Step 2: Upon receiving a set of QueryHit messages, r selects an offerer o and polls the community for any available reputation information on o sending a Poll message. As a result of step 2, r receives a set V of votes, some of which express a good opinion while others express a bad one.
step 3: r evaluates the votes to collapse any set of votes that may belong to a clique and explicitly selects a random set of votes for verifying their trustworthiness.
step 4: the set of reputations collected in step 3 is computed into an aggregated community-wide reputation value. Base on this reputation value, the requestor r can take a decision on whether accessing the resource offered by o or not.After accessing the resource r can update its local trust on o (depending on whether the downloaded resource was satisfactory of not).
P2PRep is a reputation-based protocol runs in a completely anonymous P2P networks.

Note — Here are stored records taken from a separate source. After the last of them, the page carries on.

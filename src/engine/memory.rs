//! Thread-safe simulated engine.
//!
//! Used by the `run` command when no native host is linked, and by the test
//! suites. Project files are plain JSON holding plugin parameter values only;
//! runtime state (active, volume, dry/wet) is deliberately not written so a
//! reload resets it, like the native host does.

use std::collections::{BTreeMap, HashSet, VecDeque};
use std::fs;
use std::path::Path;
use std::sync::{Mutex, MutexGuard};
use std::time::Duration;

use anyhow::{Context, Result, anyhow, bail};
use serde::{Deserialize, Serialize};

use super::{AudioEngine, AudioPeaks, ParameterId, ParameterInfo, PluginId, PluginInfo, RuntimeState};

/// Oldest recorded writes are dropped past this many entries.
pub const WRITE_HISTORY_LIMIT: usize = 4096;

#[derive(Debug, Clone, PartialEq, Serialize, Deserialize)]
pub struct SimParameter {
    pub name: String,
    pub unit: String,
    pub min: f64,
    pub max: f64,
    pub default: f64,
    pub value: f64,
    pub automatable: bool,
}

impl SimParameter {
    pub fn new(name: &str, min: f64, max: f64, value: f64) -> Self {
        Self {
            name: name.to_string(),
            unit: String::new(),
            min,
            max,
            default: value,
            value,
            automatable: true,
        }
    }

    pub fn with_unit(mut self, unit: &str) -> Self {
        self.unit = unit.to_string();
        self
    }

    pub fn non_automatable(mut self) -> Self {
        self.automatable = false;
        self
    }

    fn info(&self) -> ParameterInfo {
        ParameterInfo {
            name: self.name.clone(),
            unit: self.unit.clone(),
            min: self.min,
            max: self.max,
            default: self.default,
            current: self.value,
            automatable: self.automatable,
        }
    }
}

#[derive(Debug, Clone, Serialize, Deserialize)]
struct SimPlugin {
    name: String,
    label: String,
    parameters: Vec<SimParameter>,
    #[serde(skip)]
    runtime: RuntimeState,
    #[serde(skip)]
    peaks: AudioPeaks,
}

#[derive(Debug, Default, Serialize, Deserialize)]
struct ProjectFile {
    plugins: BTreeMap<PluginId, SimPlugin>,
}

#[derive(Debug, Default)]
struct EngineState {
    plugins: BTreeMap<PluginId, SimPlugin>,
    next_id: PluginId,
    ports: HashSet<(PluginId, u32, PluginId, u32)>,
    failing: HashSet<(PluginId, ParameterId)>,
    set_calls: VecDeque<(PluginId, ParameterId, f64)>,
    call_delay: Duration,
    refuse_saves: bool,
}

#[derive(Debug, Default)]
pub struct InMemoryEngine {
    state: Mutex<EngineState>,
}

impl InMemoryEngine {
    pub fn new() -> Self {
        Self::default()
    }

    /// A small rack used by the `run` command.
    pub fn with_demo_rack() -> Self {
        let engine = Self::new();
        engine.add_plugin(
            "Gain",
            vec![
                SimParameter::new("Gain", -60.0, 12.0, 0.0).with_unit("dB"),
                SimParameter::new("Pan", -1.0, 1.0, 0.0),
            ],
        );
        engine.add_plugin(
            "Filter",
            vec![
                SimParameter::new("Cutoff", 20.0, 20000.0, 1000.0).with_unit("Hz"),
                SimParameter::new("Resonance", 0.0, 1.0, 0.2),
                SimParameter::new("Mode", 0.0, 3.0, 0.0).non_automatable(),
            ],
        );
        engine.add_plugin(
            "Delay",
            vec![
                SimParameter::new("Time", 1.0, 2000.0, 250.0).with_unit("ms"),
                SimParameter::new("Feedback", 0.0, 1.0, 0.3),
                SimParameter::new("Mix", 0.0, 1.0, 0.5),
            ],
        );
        engine
    }

    pub fn add_plugin(&self, name: &str, parameters: Vec<SimParameter>) -> PluginId {
        let mut state = self.state.lock().unwrap_or_else(|p| p.into_inner());
        let id = state.next_id;
        state.next_id += 1;
        state.plugins.insert(
            id,
            SimPlugin {
                name: name.to_string(),
                label: name.to_lowercase(),
                parameters,
                runtime: RuntimeState::default(),
                peaks: AudioPeaks::default(),
            },
        );
        id
    }

    pub fn set_peaks(&self, plugin: PluginId, peaks: AudioPeaks) {
        let mut state = self.state.lock().unwrap_or_else(|p| p.into_inner());
        if let Some(p) = state.plugins.get_mut(&plugin) {
            p.peaks = peaks;
        }
    }

    /// Make every `set_parameter`/`get_parameter` on this target fail.
    pub fn fail_parameter(&self, plugin: PluginId, parameter: ParameterId) {
        let mut state = self.state.lock().unwrap_or_else(|p| p.into_inner());
        state.failing.insert((plugin, parameter));
    }

    /// Make `save_project` report failure without writing anything.
    pub fn refuse_saves(&self, refuse: bool) {
        let mut state = self.state.lock().unwrap_or_else(|p| p.into_inner());
        state.refuse_saves = refuse;
    }

    pub fn set_call_delay(&self, delay: Duration) {
        let mut state = self.state.lock().unwrap_or_else(|p| p.into_inner());
        state.call_delay = delay;
    }

    /// Values written to one parameter, in call order. Only the most recent
    /// [`WRITE_HISTORY_LIMIT`] writes across all parameters are kept.
    pub fn set_history(&self, plugin: PluginId, parameter: ParameterId) -> Vec<f64> {
        let state = self.state.lock().unwrap_or_else(|p| p.into_inner());
        state
            .set_calls
            .iter()
            .filter(|(pl, pa, _)| *pl == plugin && *pa == parameter)
            .map(|(_, _, v)| *v)
            .collect()
    }

    pub fn set_call_count(&self) -> usize {
        let state = self.state.lock().unwrap_or_else(|p| p.into_inner());
        state.set_calls.len()
    }

    fn lock(&self) -> Result<MutexGuard<'_, EngineState>> {
        let delay = {
            let state = self.state.lock().map_err(|_| anyhow!("engine state poisoned"))?;
            state.call_delay
        };
        if !delay.is_zero() {
            std::thread::sleep(delay);
        }
        self.state.lock().map_err(|_| anyhow!("engine state poisoned"))
    }
}

impl EngineState {
    fn plugin(&self, plugin: PluginId) -> Result<&SimPlugin> {
        self.plugins
            .get(&plugin)
            .ok_or_else(|| anyhow!("invalid plugin id {plugin}"))
    }

    fn plugin_mut(&mut self, plugin: PluginId) -> Result<&mut SimPlugin> {
        self.plugins
            .get_mut(&plugin)
            .ok_or_else(|| anyhow!("invalid plugin id {plugin}"))
    }

    fn parameter(&self, plugin: PluginId, parameter: ParameterId) -> Result<&SimParameter> {
        if self.failing.contains(&(plugin, parameter)) {
            bail!("parameter {parameter} of plugin {plugin} is not responding");
        }
        self.plugin(plugin)?
            .parameters
            .get(parameter as usize)
            .ok_or_else(|| anyhow!("invalid parameter id {parameter} for plugin {plugin}"))
    }
}

impl AudioEngine for InMemoryEngine {
    fn plugin_ids(&self) -> Result<Vec<PluginId>> {
        Ok(self.lock()?.plugins.keys().copied().collect())
    }

    fn get_plugin_info(&self, plugin: PluginId) -> Result<Option<PluginInfo>> {
        let state = self.lock()?;
        Ok(state.plugins.get(&plugin).map(|p| PluginInfo {
            id: plugin,
            name: p.name.clone(),
            label: p.label.clone(),
        }))
    }

    fn get_parameter_count(&self, plugin: PluginId) -> Result<u32> {
        Ok(self.lock()?.plugin(plugin)?.parameters.len() as u32)
    }

    fn get_parameter_info(&self, plugin: PluginId, parameter: ParameterId) -> Result<ParameterInfo> {
        Ok(self.lock()?.parameter(plugin, parameter)?.info())
    }

    fn get_parameter(&self, plugin: PluginId, parameter: ParameterId) -> Result<f64> {
        Ok(self.lock()?.parameter(plugin, parameter)?.value)
    }

    fn set_parameter(&self, plugin: PluginId, parameter: ParameterId, value: f64) -> Result<()> {
        let mut state = self.lock()?;
        state.parameter(plugin, parameter)?;
        let param = &mut state.plugin_mut(plugin)?.parameters[parameter as usize];
        param.value = value.clamp(param.min, param.max);
        if state.set_calls.len() == WRITE_HISTORY_LIMIT {
            state.set_calls.pop_front();
        }
        state.set_calls.push_back((plugin, parameter, value));
        Ok(())
    }

    fn get_runtime_state(&self, plugin: PluginId) -> Result<RuntimeState> {
        Ok(self.lock()?.plugin(plugin)?.runtime)
    }

    fn set_active(&self, plugin: PluginId, active: bool) -> Result<()> {
        self.lock()?.plugin_mut(plugin)?.runtime.active = active;
        Ok(())
    }

    fn set_volume(&self, plugin: PluginId, volume: f64) -> Result<()> {
        self.lock()?.plugin_mut(plugin)?.runtime.volume = volume;
        Ok(())
    }

    fn set_drywet(&self, plugin: PluginId, drywet: f64) -> Result<()> {
        self.lock()?.plugin_mut(plugin)?.runtime.drywet = drywet;
        Ok(())
    }

    fn get_audio_peaks(&self, plugin: PluginId) -> Result<AudioPeaks> {
        Ok(self.lock()?.plugin(plugin)?.peaks)
    }

    fn connect_ports(
        &self,
        source: PluginId,
        source_port: u32,
        destination: PluginId,
        destination_port: u32,
    ) -> Result<bool> {
        let mut state = self.lock()?;
        state.plugin(source)?;
        state.plugin(destination)?;
        Ok(state
            .ports
            .insert((source, source_port, destination, destination_port)))
    }

    fn disconnect_ports(
        &self,
        source: PluginId,
        source_port: u32,
        destination: PluginId,
        destination_port: u32,
    ) -> Result<bool> {
        let mut state = self.lock()?;
        Ok(state
            .ports
            .remove(&(source, source_port, destination, destination_port)))
    }

    fn save_project(&self, path: &Path) -> Result<bool> {
        let state = self.lock()?;
        if state.refuse_saves {
            return Ok(false);
        }
        let project = ProjectFile {
            plugins: state.plugins.clone(),
        };
        if let Some(parent) = path.parent() {
            fs::create_dir_all(parent)
                .with_context(|| format!("Failed to create {}", parent.display()))?;
        }
        let json = serde_json::to_string_pretty(&project)?;
        fs::write(path, json).with_context(|| format!("Failed to write {}", path.display()))?;
        Ok(true)
    }

    fn load_project(&self, path: &Path) -> Result<bool> {
        if !path.exists() {
            return Ok(false);
        }
        let raw = fs::read_to_string(path)
            .with_context(|| format!("Failed to read {}", path.display()))?;
        let project: ProjectFile = serde_json::from_str(&raw)
            .with_context(|| format!("Project file {} is not valid", path.display()))?;
        let mut state = self.lock()?;
        let peaks: BTreeMap<PluginId, AudioPeaks> =
            state.plugins.iter().map(|(id, p)| (*id, p.peaks)).collect();
        state.next_id = project.plugins.keys().max().map(|id| id + 1).unwrap_or(0);
        state.plugins = project.plugins;
        for (id, plugin) in state.plugins.iter_mut() {
            plugin.peaks = peaks.get(id).copied().unwrap_or_default();
        }
        state.ports.clear();
        Ok(true)
    }
}

#[cfg(test)]
mod tests {
    use super::*;
    use tempfile::tempdir;

    #[test]
    fn set_parameter_is_clamped_and_recorded() {
        let engine = InMemoryEngine::new();
        let id = engine.add_plugin("Gain", vec![SimParameter::new("Gain", 0.0, 1.0, 0.5)]);
        engine.set_parameter(id, 0, 3.0).unwrap();
        assert_eq!(engine.get_parameter(id, 0).unwrap(), 1.0);
        assert_eq!(engine.set_history(id, 0), vec![3.0]);
    }

    #[test]
    fn failing_parameter_reports_error() {
        let engine = InMemoryEngine::new();
        let id = engine.add_plugin("Gain", vec![SimParameter::new("Gain", 0.0, 1.0, 0.5)]);
        engine.fail_parameter(id, 0);
        assert!(engine.set_parameter(id, 0, 0.1).is_err());
        assert!(engine.get_parameter(id, 0).is_err());
    }

    #[test]
    fn project_reload_resets_runtime_state() {
        let dir = tempdir().unwrap();
        let path = dir.path().join("song.json");
        let engine = InMemoryEngine::new();
        let id = engine.add_plugin("Gain", vec![SimParameter::new("Gain", 0.0, 1.0, 0.25)]);
        engine.set_active(id, false).unwrap();
        assert!(engine.save_project(&path).unwrap());

        engine.set_parameter(id, 0, 0.9).unwrap();
        assert!(engine.load_project(&path).unwrap());
        assert_eq!(engine.get_parameter(id, 0).unwrap(), 0.25);
        assert!(engine.get_runtime_state(id).unwrap().active);
    }

    #[test]
    fn load_missing_project_returns_false() {
        let engine = InMemoryEngine::new();
        assert!(!engine.load_project(Path::new("/nonexistent/project.json")).unwrap());
    }

    #[test]
    fn write_history_is_bounded() {
        let engine = InMemoryEngine::new();
        let id = engine.add_plugin("Gain", vec![SimParameter::new("Gain", 0.0, 10_000.0, 0.0)]);
        for i in 0..WRITE_HISTORY_LIMIT + 10 {
            engine.set_parameter(id, 0, i as f64).unwrap();
        }
        let history = engine.set_history(id, 0);
        assert_eq!(engine.set_call_count(), WRITE_HISTORY_LIMIT);
        assert_eq!(history.first(), Some(&10.0));
        assert_eq!(history.last(), Some(&((WRITE_HISTORY_LIMIT + 9) as f64)));
    }

    #[test]
    fn refused_save_writes_nothing() {
        let dir = tempdir().unwrap();
        let path = dir.path().join("song.json");
        let engine = InMemoryEngine::new();
        engine.refuse_saves(true);
        assert!(!engine.save_project(&path).unwrap());
        assert!(!path.exists());
    }
}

In P2PReP, local reputation management and community-wide reputation management are two different levels. Local reputation is defined as one single peer’s opinion of one other peer’s reputation, based on its formal experience. The community reputation means the aggregated general opinion given by multiple peers. P2PRep is generally combine these two factors togeter.
P2Prep works well in the environments of the percentage of malicious peers’ increasing and decreasing by changing well-behaved ones to rogues ones and changing rogue ones into well-behaved ones. As to the turn over case in peers’ population, P2PReP confirms its robust-ness showing a percentage of malicious downloads greater about 1% than scenario with no change.